In this work, we developed a simple and sensitive method for the detection of cysteine (Cys) by employing terbium ion (Tb(3+))-promoted G-qudraplex (G4/Tb) as a luminescent probe, which is based on Ag(+)-mediated conformational change of G4/Tb. Due to Ag(+) is able to compete with Tb(3+) to bind guanine at G4, the presence of Ag(+) can lead to the formation of G4/Tb-Ag(+) complex and disrupt the structure of G4/Tb. Meanwhile, the binding of Ag(+) with G4/Tb will also cause the alteration of the excited state of G4 and more efficient energy transfer from G4 to Tb(3+), enhancing the luminescence of G4/Tb. However, upon the addition of Cys, Ag(+) will be released from G4/Tb-Ag(+) complex because of the high affinity of Cys to Ag(+). This results in the re-formation of the conformation of G4/Tb and the decrease of the luminescence of G4/Tb.
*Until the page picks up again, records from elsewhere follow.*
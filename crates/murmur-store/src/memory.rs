//! In-memory message store.
//!
//! Same semantics as the file store without durability. Used when
//! persistence is disabled and in tests.

use murmur_types::ChatMessage;
use tokio::sync::Mutex;

use crate::document::MessageDocument;
use crate::error::StoreError;

/// A message store that keeps everything in process memory.
#[derive(Debug, Default)]
pub struct MemoryStore {
    doc: Mutex<MessageDocument>,
}

impl MemoryStore {
    /// Create an empty store.
    pub fn new() -> Self {
        Self::default()
    }

    /// Append a message, assigning the next id.
    pub async fn append(&self, message: ChatMessage) -> ChatMessage {
        self.doc.lock().await.append(message)
    }

    /// Every stored message in append order.
    pub async fn read_all(&self) -> Vec<ChatMessage> {
        self.doc.lock().await.messages.clone()
    }

    /// Replace the text of message `id` and stamp `edited_at`.
    ///
    /// # Errors
    ///
    /// Returns [`StoreError::NotFound`] if no message has that id.
    pub async fn update_text(
        &self,
        id: u64,
        text: &str,
        edited_at: i64,
    ) -> Result<ChatMessage, StoreError> {
        self.doc.lock().await.update_text(id, text, edited_at)
    }
}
So, Ag(+)-enhanced luminescence of G4/Tb is associated with its conformational transformation. As a luminescent probe for Cys, G4/Tb not only shows excellent selectivity and sensitivity with a detection limit of 20 nM, but also possesses the features of simple preparation, easy reproducibility, and eliminating the interferences from background fluorescence. We envision that the presented strategy might provide new insight into the biosensing applications of lanthanide complex.